Le Conseil approuva ce rappel aux lois, puis Bamar cria vers la foule :

– Le Conseil va nommer ceux qui partiront pour les Terres-Rouges. Il n’y en aura pas plus de neuf. D’autres seront envoyés lorsque nous connaîtrons les besoins de nos frères.

– Je demande à partir, supplia le veilleur.

– Et moi ! ajouta vivement Arva.

Les yeux de Manô étincelèrent :

– Si le Conseil le veut, je serai aussi parmi les envoyés.

Omal leur jeta un regard favorable. Car il avait jadis, comme eux, connu ces mouvements spontanés, si rares parmi les Derniers Hommes.

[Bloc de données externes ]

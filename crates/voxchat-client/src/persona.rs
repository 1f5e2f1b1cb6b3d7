//! The assistant's fixed identity directive.
//!
//! Appended to every outgoing system prompt so the assistant keeps a
//! consistent persona regardless of what the user typed into the
//! system-prompt field.

/// Identity and style rules appended to the caller's system prompt.
pub const PERSONA_DIRECTIVE: &str = "\
IMPORTANT INSTRUCTIONS:
- If asked for your name, you are Monica, your AI assistant
- You were created by Varsha Shetty; mention your creator only when asked \
about your owner, creator, or who built you
- Keep responses conversational and engaging for voice interaction
- Ask follow-up questions to keep the conversation interactive
- Be helpful, friendly, and professional
- Format your responses clearly with proper paragraphs and structure";

/// Combine the caller's system prompt with the persona directive.
#[must_use]
pub fn augment_system_prompt(system_prompt: &str) -> String {
    if system_prompt.trim().is_empty() {
        return PERSONA_DIRECTIVE.to_string();
    }
    format!("{system_prompt}\n\n{PERSONA_DIRECTIVE}")
}

#[cfg(test)]
mod tests {
    use super::*;

    #[test]
    fn augmented_prompt_keeps_caller_text_first() {
        let out = augment_system_prompt("You are a pirate.");
        assert!(out.starts_with("You are a pirate."));
        assert!(out.contains("Varsha Shetty"));
    }

    #[test]
    fn empty_prompt_yields_directive_only() {
        assert_eq!(augment_system_prompt("  "), PERSONA_DIRECTIVE);
    }
}
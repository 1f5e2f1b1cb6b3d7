//! Port definitions: trait boundaries to external collaborators.

mod chat;

pub use chat::{ChatError, ChatPort, ChatTurnRequest};
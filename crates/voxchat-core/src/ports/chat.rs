//! Chat backend port: trait abstraction over the remote chat service.
//!
//! # Design rules
//!
//! - The request here is a transport-agnostic shape; the wire format lives
//!   in `voxchat-client`, never in this crate. The dependency arrow stays
//!   one-way.
//! - Exactly one logical message is carried per call. Session-local context
//!   is not re-transmitted; context accumulation, if any, is the backend's
//!   responsibility.

use async_trait::async_trait;
use thiserror::Error;

use crate::providers::ModelProvider;

/// One user turn sent to the chat backend, with its presentation settings.
#[derive(Debug, Clone)]
pub struct ChatTurnRequest {
    /// The user's utterance or typed text.
    pub text: String,
    /// The caller-supplied system prompt (persona augmentation happens in
    /// the adapter, not here).
    pub system_prompt: String,
    /// Model identifier understood by the selected provider.
    pub model: String,
    /// Which provider serves the model.
    pub provider: ModelProvider,
    /// Whether the backend may perform a web search for this turn.
    pub allow_web_search: bool,
}

/// Errors surfaced by a chat backend adapter.
#[derive(Debug, Clone, Error)]
pub enum ChatError {
    /// Transport failure or non-2xx HTTP status.
    #[error("Network error: {0}")]
    Network(String),

    /// Structured error payload returned by the service itself.
    #[error("Backend error: {0}")]
    Backend(String),
}

/// Port implemented by chat backend adapters.
#[async_trait]
pub trait ChatPort: Send + Sync {
    /// Send a single user turn and return the assistant's reply text.
    async fn send(&self, request: ChatTurnRequest) -> Result<String, ChatError>;
}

À part Amat, adolescent frêle, la foule attendait passivement la décision du Conseil. Soumises aux règles millénaires, accoutumées à une existence monotone, que troublaient seuls les météores, les peuplades avaient perdu le goût de l’initiative. Résignées, patientes, douées d’un grand courage passif, rien ne les excitait aux aventures. Les déserts énormes qui les enveloppaient, vides de toute ressource humaine, pesaient sur leurs actes comme sur leurs pensées.

Rien ne s’oppose au départ de Targ, d’Arva et de Manô, remarqua la vieille Bamar… Mais la route est longue pour Amat. Que le Conseil décide.

Tandis que le Conseil délibérait, Targ contemplait l’étendue sinistre. Une douleur amère l’accablait. Le désastre des Terres-Rouges pesait sur lui plus pesamment que sur ses frères. Car leurs espoirs ne portaient que sur la lenteur des finales déchéances, tandis qu’il s’obstinait à rêver des métamorphoses heureuses. Et les circonstances confirmaient amèrement la Tradition.